Peer-Reviewed Publication

University of Leeds

Amazon Forest Canopy

image: Amazon Forest canopy at Dawn Brazil. view more 

Credit: Peter Vander Sleen

La capacité des forêts tropicales à capturer du CO2 de l'atmosphère diminue. C'est ce que révèle une étude sur 300 000 arbres sur 30 ans qui sera publiée demain dans la revue Nature. Menée par le Musée royal de l'Afrique centrale et l'Université de Leeds, elle démontre ce que tant craignaient : alors qu'elles sont considérées comme d'importants puits de carbone, les forêts tropicales vont bientôt émettre davantage de CO2 qu'elles n'en capturent et donc devenir au contraire une source de carbone.

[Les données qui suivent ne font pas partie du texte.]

// Provider-family items as managed resources
//
// Every download client, indexer, import list, notification and metadata
// adapter runs through this one impl: desired state -> generic item -> wire
// and back, with secrets and server-normalised slots handled by name.

use std::marker::PhantomData;

use sonarr_api::models::ProviderResource;

use super::ManagedResource;
use crate::error::CoreError;
use crate::field::{self, FieldValue};
use crate::generic::{FamilyItem, GenericItem, ProviderFamily};
use crate::sensitive::{self, SensitiveRegister};

/// `ManagedResource` for any family item `T`.
#[derive(Debug, Default)]
pub struct Family<T>(PhantomData<fn() -> T>);

type HeaderOf<T> = <<T as FamilyItem>::Family as ProviderFamily>::Header;

impl<T: FamilyItem> ManagedResource for Family<T> {
    type State = T;
    type Wire = ProviderResource<HeaderOf<T>>;

    const TYPE_NAME: &'static str = T::TYPE_NAME;
    const ENDPOINT: &'static str = <T::Family as ProviderFamily>::ENDPOINT;
    const ALIASES: &'static [(&'static str, &'static str)] = T::ALIASES;
    const IMPORT_KEY: Option<&'static str> = Some("name");

    fn build_wire(state: &T) -> Result<Self::Wire, CoreError> {
        Ok(state.to_generic().encode())
    }

    fn apply_wire(wire: Self::Wire) -> Result<T, CoreError> {
        let item = GenericItem::decode(wire)?;
        Ok(T::from_generic(&item))
    }

    fn identifier(state: &T) -> i64 {
        state.id()
    }

    fn set_identifier(state: &mut T, id: i64) {
        state.set_id(id);
    }

    fn capture_sensitive(state: &T) -> SensitiveRegister {
        let item = state.to_generic();
        sensitive::capture_fields(&item.fields, T::SENSITIVE, &item.implementation)
    }

    fn restore_sensitive(state: &mut T, register: &SensitiveRegister) {
        if T::SENSITIVE.is_empty() {
            return;
        }
        let mut item = state.to_generic();
        sensitive::restore_fields(&mut item.fields, T::SENSITIVE, &item.implementation, register);
        *state = T::from_generic(&item);
    }

    /// Keep the baseline's spelling of normalised slots when the server's
    /// form is equivalent or missing.
    fn reconcile(baseline: &T, fresh: &mut T) {
        if T::NORMALIZED.is_empty() {
            return;
        }
        let before = baseline.to_generic();
        let mut after = fresh.to_generic();
        let mut changed = false;

        for &name in T::NORMALIZED {
            let Some(wanted) = field::read_slot(&before.fields, name, &before.implementation)
            else {
                continue;
            };
            let got = field::read_slot(&after.fields, name, &after.implementation);
            let keep = got
                .as_ref()
                .is_none_or(|got| got != &wanted && normalized_eq(got, &wanted));
            if keep {
                field::write_slot(&mut after.fields, name, &after.implementation, Some(wanted));
                changed = true;
            }
        }

        if changed {
            *fresh = T::from_generic(&after);
        }
    }
}

/// Equal after trimming whitespace and surrounding slashes.
fn normalized_eq(a: &FieldValue, b: &FieldValue) -> bool {
    match (a, b) {
        (FieldValue::String(a), FieldValue::String(b)) => {
            a.trim().trim_matches('/') == b.trim().trim_matches('/')
        }
        _ => a == b,
    }
}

Les forêts tropicales humides intactes sont connues comme étant des puits de carbone importants. Elles freinent le réchauffement climatique en capturant du CO2 de l'atmosphère et en le stockant dans leurs arbres. De manière générale, les modèles climatiques comptent sur le fait que ce processus, appelé « séquestration de carbone », continuera encore pendant des décennies.

Cependant, une étude de 30 ans mesurant croissance et mortalité d'arbres répartis sur 565 forêts tropicales intactes en Afrique et en Amazonie révèle que la séquestration de carbone a atteint un pic dans les années 1990.

Dans les années 2010, la capacité de ces forêts d'absorber du carbone avait déjà diminué d'un tiers. Ce switch s'explique principalement par une mortalité des arbres plus élevée, et donc un rejet de carbone vers l'atmosphère plus important.

L'étude, qui implique près de 100 institutions de recherche à travers le monde, démontre pour la première fois cette tendance inquiétante à une échelle globale.

« Nous montrons que le pic de séquestration du carbone a eu lieu dans les années 1990 », explique le Dr Wannes Hubau, chercheur au Musée royal de l'Afrique centrale et premier auteur de l'article.

« En combinant des données d'Afrique et d'Amazonie, nous avons pu expliquer pourquoi ces forêts changent. Les taux de CO2, la température, la sécheresse et la dynamique interne des forêts sont des facteurs importants. »

« L'augmentation de la concentration en CO2 dans l'atmosphère a boosté la croissance des arbres, mais chaque année, ce phénomène est de plus en plus contrebalancé par les effets néfastes de l'augmentation des températures et des sécheresses, qui ralentissent la croissance des arbres et peuvent même les tuer. »

« En créant des modèles sur base de tous ces facteurs, nous avons montré que le puits de carbone des forêts africaines diminuera sur le long terme, tandis que celui des forêts amazoniennes diminue beaucoup plus rapidement. L'Amazonie deviendrait une source de carbone déjà dans les années 2030. »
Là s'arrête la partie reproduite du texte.